-- EXERCISE OBJECTIVE --
From the data below, restate every line word for word.

(STORED DATA begins)

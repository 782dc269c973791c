use axum::{
    extract::{DefaultBodyLimit, Multipart, Path, Query, State},
    http::{header::LOCATION, StatusCode},
    response::{IntoResponse, Response},
    routing::{delete, get, patch},
    Json, Router,
};
use tracing::{instrument, warn};

use super::{
    dto::{MediaView, VisibilityRequest},
    services::{self, UploadItem, MAX_UPLOAD_BYTES},
};
use crate::{
    auth::extractors::AdminUser,
    error::{ApiError, ApiResult},
    pagination::{Page, PageParams},
    state::AppState,
};

pub fn admin_routes() -> Router<AppState> {
    Router::new()
        .route(
            "/admin/media",
            get(list_media)
                .post(upload_media)
                // multipart framing on top of the file itself
                .layer(DefaultBodyLimit::max(MAX_UPLOAD_BYTES + 64 * 1024)),
        )
        .route("/admin/media/:id/visibility", patch(set_visibility))
        .route("/admin/media/:id", delete(delete_media))
}

pub fn public_routes() -> Router<AppState> {
    Router::new().route("/media/:id", get(public_media))
}

#[instrument(skip(state, _admin))]
pub async fn list_media(
    State(state): State<AppState>,
    _admin: AdminUser,
    Query(p): Query<PageParams>,
) -> ApiResult<Json<Page<MediaView>>> {
    Ok(Json(services::list(&state, p).await?))
}

/// POST /admin/media (multipart, field `file`)
#[instrument(skip(state, admin, mp))]
pub async fn upload_media(
    State(state): State<AppState>,
    AdminUser(admin): AdminUser,
    mut mp: Multipart,
) -> ApiResult<(StatusCode, Json<MediaView>)> {
    let mut item = None;
    while let Some(field) = mp.next_field().await.map_err(|e| {
        warn!(error = %e, "bad multipart body");
        ApiError::bad_request("Invalid multipart body")
    })? {
        if field.name() != Some("file") {
            continue;
        }
        let file_name = field
            .file_name()
            .map(|s| s.to_string())
            .unwrap_or_else(|| "upload".into());
        let content_type = field
            .content_type()
            .map(|s| s.to_string())
            .unwrap_or_else(|| "application/octet-stream".into());
        let body = field
            .bytes()
            .await
            .map_err(|_| ApiError::bad_request("File is larger than 25 MB or truncated"))?;
        item = Some(UploadItem {
            file_name,
            content_type,
            body,
        });
        break;
    }
    let item = item.ok_or_else(|| ApiError::bad_request("file is required"))?;
    let media = services::upload(&state, admin.id(), item).await?;
    Ok((StatusCode::CREATED, Json(media)))
}

#[instrument(skip(state, _admin))]
pub async fn set_visibility(
    State(state): State<AppState>,
    _admin: AdminUser,
    Path(id): Path<String>,
    Json(payload): Json<VisibilityRequest>,
) -> ApiResult<Json<MediaView>> {
    Ok(Json(services::set_visibility(&state, &id, payload.is_public).await?))
}

#[instrument(skip(state, _admin))]
pub async fn delete_media(
    State(state): State<AppState>,
    _admin: AdminUser,
    Path(id): Path<String>,
) -> ApiResult<StatusCode> {
    services::delete(&state, &id).await?;
    Ok(StatusCode::NO_CONTENT)
}

/// 302 to a presigned URL of a public item.
#[instrument(skip(state))]
pub async fn public_media(
    State(state): State<AppState>,
    Path(id): Path<String>,
) -> ApiResult<Response> {
    let url = services::public_url(&state, &id).await?;
    Ok((StatusCode::FOUND, [(LOCATION, url)]).into_response())
}
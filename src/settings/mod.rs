use crate::state::AppState;
use axum::Router;

pub mod dto;
pub mod handlers;

pub fn router() -> Router<AppState> {
    Router::new().merge(handlers::settings_routes())
}
use axum::{
    http::StatusCode,
    response::{IntoResponse, Response},
    Json,
};
use serde_json::json;
use thiserror::Error;
use tracing::error;

pub type ApiResult<T> = Result<T, ApiError>;

/// Error returned by every handler; rendered as `{"error": "..."}`.
#[derive(Debug, Error)]
pub enum ApiError {
    #[error("{0}")]
    BadRequest(String),
    #[error("{0}")]
    Unauthorized(String),
    #[error("{0}")]
    Forbidden(String),
    #[error("{0}")]
    NotFound(String),
    #[error("{0}")]
    Conflict(String),
    #[error(transparent)]
    Internal(#[from] anyhow::Error),
}

impl ApiError {
    pub fn bad_request(msg: impl Into<String>) -> Self {
        Self::BadRequest(msg.into())
    }
    pub fn unauthorized(msg: impl Into<String>) -> Self {
        Self::Unauthorized(msg.into())
    }
    pub fn forbidden(msg: impl Into<String>) -> Self {
        Self::Forbidden(msg.into())
    }
    pub fn not_found(msg: impl Into<String>) -> Self {
        Self::NotFound(msg.into())
    }
    pub fn conflict(msg: impl Into<String>) -> Self {
        Self::Conflict(msg.into())
    }

    pub fn status(&self) -> StatusCode {
        match self {
            Self::BadRequest(_) => StatusCode::BAD_REQUEST,
            Self::Unauthorized(_) => StatusCode::UNAUTHORIZED,
            Self::Forbidden(_) => StatusCode::FORBIDDEN,
            Self::NotFound(_) => StatusCode::NOT_FOUND,
            Self::Conflict(_) => StatusCode::CONFLICT,
            Self::Internal(_) => StatusCode::INTERNAL_SERVER_ERROR,
        }
    }
}

impl From<sqlx::Error> for ApiError {
    fn from(e: sqlx::Error) -> Self {
        Self::Internal(e.into())
    }
}

impl IntoResponse for ApiError {
    fn into_response(self) -> Response {
        let status = self.status();
        let message = match &self {
            Self::Internal(e) => {
                error!(error = ?e, "internal error");
                "Internal server error".to_string()
            }
            other => other.to_string(),
        };
        (status, Json(json!({ "error": message }))).into_response()
    }
}

#[cfg(test)]
mod tests {
    use super::*;

    async fn body_json(res: Response) -> serde_json::Value {
        let bytes = axum::body::to_bytes(res.into_body(), usize::MAX)
            .await
            .unwrap();
        serde_json::from_slice(&bytes).unwrap()
    }

    #[tokio::test]
    async fn client_errors_keep_their_message() {
        let res = ApiError::conflict("Email already registered").into_response();
        assert_eq!(res.status(), StatusCode::CONFLICT);
        let body = body_json(res).await;
        assert_eq!(body["error"], "Email already registered");
    }

    #[tokio::test]
    async fn internal_errors_are_generic() {
        let res = ApiError::from(anyhow::anyhow!("connection refused to 10.0.0.3")).into_response();
        assert_eq!(res.status(), StatusCode::INTERNAL_SERVER_ERROR);
        let body = body_json(res).await;
        assert_eq!(body["error"], "Internal server error");
    }
}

(STORED DATA ends)

-- TASK ANSWER --
repository 782dc269c973791c
use axum::{
    extract::{DefaultBodyLimit, Multipart, Path, Query, State},
    http::{header::LOCATION, StatusCode},
    response::{IntoResponse, Response},
    routing::{delete, get, patch},
    Json, Router,
};
use tracing::{instrument, warn};

use super::{
    dto::{MediaView, VisibilityRequest},
    services::{self, UploadItem, MAX_UPLOAD_BYTES},
};
use crate::{
    auth::extractors::AdminUser,
    error::{ApiError, ApiResult},
    pagination::{Page, PageParams},
    state::AppState,
};

pub fn admin_routes() -> Router<AppState> {
    Router::new()
        .route(
            "/admin/media",
            get(list_media)
                .post(upload_media)
                // multipart framing on top of the file itself
                .layer(DefaultBodyLimit::max(MAX_UPLOAD_BYTES + 64 * 1024)),
        )
        .route("/admin/media/:id/visibility", patch(set_visibility))
        .route("/admin/media/:id", delete(delete_media))
}

pub fn public_routes() -> Router<AppState> {
    Router::new().route("/media/:id", get(public_media))
}

#[instrument(skip(state, _admin))]
pub async fn list_media(
    State(state): State<AppState>,
    _admin: AdminUser,
    Query(p): Query<PageParams>,
) -> ApiResult<Json<Page<MediaView>>> {
    Ok(Json(services::list(&state, p).await?))
}

/// POST /admin/media (multipart, field `file`)
#[instrument(skip(state, admin, mp))]
pub async fn upload_media(
    State(state): State<AppState>,
    AdminUser(admin): AdminUser,
    mut mp: Multipart,
) -> ApiResult<(StatusCode, Json<MediaView>)> {
    let mut item = None;
    while let Some(field) = mp.next_field().await.map_err(|e| {
        warn!(error = %e, "bad multipart body");
        ApiError::bad_request("Invalid multipart body")
    })? {
        if field.name() != Some("file") {
            continue;
        }
        let file_name = field
            .file_name()
            .map(|s| s.to_string())
            .unwrap_or_else(|| "upload".into());
        let content_type = field
            .content_type()
            .map(|s| s.to_string())
            .unwrap_or_else(|| "application/octet-stream".into());
        let body = field
            .bytes()
            .await
            .map_err(|_| ApiError::bad_request("File is larger than 25 MB or truncated"))?;
        item = Some(UploadItem {
            file_name,
            content_type,
            body,
        });
        break;
    }
    let item = item.ok_or_else(|| ApiError::bad_request("file is required"))?;
    let media = services::upload(&state, admin.id(), item).await?;
    Ok((StatusCode::CREATED, Json(media)))
}

#[instrument(skip(state, _admin))]
pub async fn set_visibility(
    State(state): State<AppState>,
    _admin: AdminUser,
    Path(id): Path<String>,
    Json(payload): Json<VisibilityRequest>,
) -> ApiResult<Json<MediaView>> {
    Ok(Json(services::set_visibility(&state, &id, payload.is_public).await?))
}

#[instrument(skip(state, _admin))]
pub async fn delete_media(
    State(state): State<AppState>,
    _admin: AdminUser,
    Path(id): Path<String>,
) -> ApiResult<StatusCode> {
    services::delete(&state, &id).await?;
    Ok(StatusCode::NO_CONTENT)
}

/// 302 to a presigned URL of a public item.
#[instrument(skip(state))]
pub async fn public_media(
    State(state): State<AppState>,
    Path(id): Path<String>,
) -> ApiResult<Response> {
    let url = services::public_url(&state, &id).await?;
    Ok((StatusCode::FOUND, [(LOCATION, url)]).into_response())
}
filename src/settings/mod.rs
use crate::state::AppState;
use axum::Router;

pub mod dto;
pub mod handlers;

pub fn router() -> Router<AppState> {
    Router::new().merge(handlers::settings_routes())
}
use axum::{
    http::StatusCode,
    response::{IntoResponse, Response},
    Json,
};
use serde_json::json;
use thiserror::Error;
use tracing::error;

pub type ApiResult<T> = Result<T, ApiError>;

/// Error returned by every handler; rendered as `{"error": "..."}`.
#[derive(Debug, Error)]
pub enum ApiError {
    #[error("{0}")]
    BadRequest(String),
    #[error("{0}")]
    Unauthorized(String),
    #[error("{0}")]
    Forbidden(String),
    #[error("{0}")]
    NotFound(String),
    #[error("{0}")]
    Conflict(String),
    #[error(transparent)]
    Internal(#[from] anyhow::Error),
}

impl ApiError {
    pub fn bad_request(msg: impl Into<String>) -> Self {
        Self::BadRequest(msg.into())
    }
    pub fn unauthorized(msg: impl Into<String>) -> Self {
        Self::Unauthorized(msg.into())
    }
    pub fn forbidden(msg: impl Into<String>) -> Self {
        Self::Forbidden(msg.into())
    }
    pub fn not_found(msg: impl Into<String>) -> Self {
        Self::NotFound(msg.into())
    }
    pub fn conflict(msg: impl Into<String>) -> Self {
        Self::Conflict(msg.into())
    }

    pub fn status(&self) -> StatusCode {
        match self {
            Self::BadRequest(_) => StatusCode::BAD_REQUEST,
            Self::Unauthorized(_) => StatusCode::UNAUTHORIZED,
            Self::Forbidden(_) => StatusCode::FORBIDDEN,
            Self::NotFound(_) => StatusCode::NOT_FOUND,
            Self::Conflict(_) => StatusCode::CONFLICT,
            Self::Internal(_) => StatusCode::INTERNAL_SERVER_ERROR,
        }
    }
}

impl From<sqlx::Error> for ApiError {
    fn from(e: sqlx::Error) -> Self {
        Self::Internal(e.into())
    }
}

impl IntoResponse for ApiError {
    fn into_response(self) -> Response {
        let status = self.status();
        let message = match &self {
            Self::Internal(e) => {
                error!(error = ?e, "internal error");
                "Internal server error".to_string()
            }
            other => other.to_string(),
        };
        (status, Json(json!({ "error": message }))).into_response()
    }
}

#[cfg(test)]
mod tests {
    use super::*;

    async fn body_json(res: Response) -> serde_json::Value {
        let bytes = axum::body::to_bytes(res.into_body(), usize::MAX)
            .await
            .unwrap();
        serde_json::from_slice(&bytes).unwrap()
    }

    #[tokio::test]
    async fn client_errors_keep_their_message() {
        let res = ApiError::conflict("Email already registered").into_response();
        assert_eq!(res.status(), StatusCode::CONFLICT);
        let body = body_json(res).await;
        assert_eq!(body["error"], "Email already registered");
    }

    #[tokio::test]
    async fn internal_errors_are_generic() {
        let res = ApiError::from(anyhow::anyhow!("connection refused to 10.0.0.3")).into_response();
        assert_eq!(res.status(), StatusCode::INTERNAL_SERVER_ERROR);
        let body = body_json(res).await;
        assert_eq!(body["error"], "Internal server error");
    }
}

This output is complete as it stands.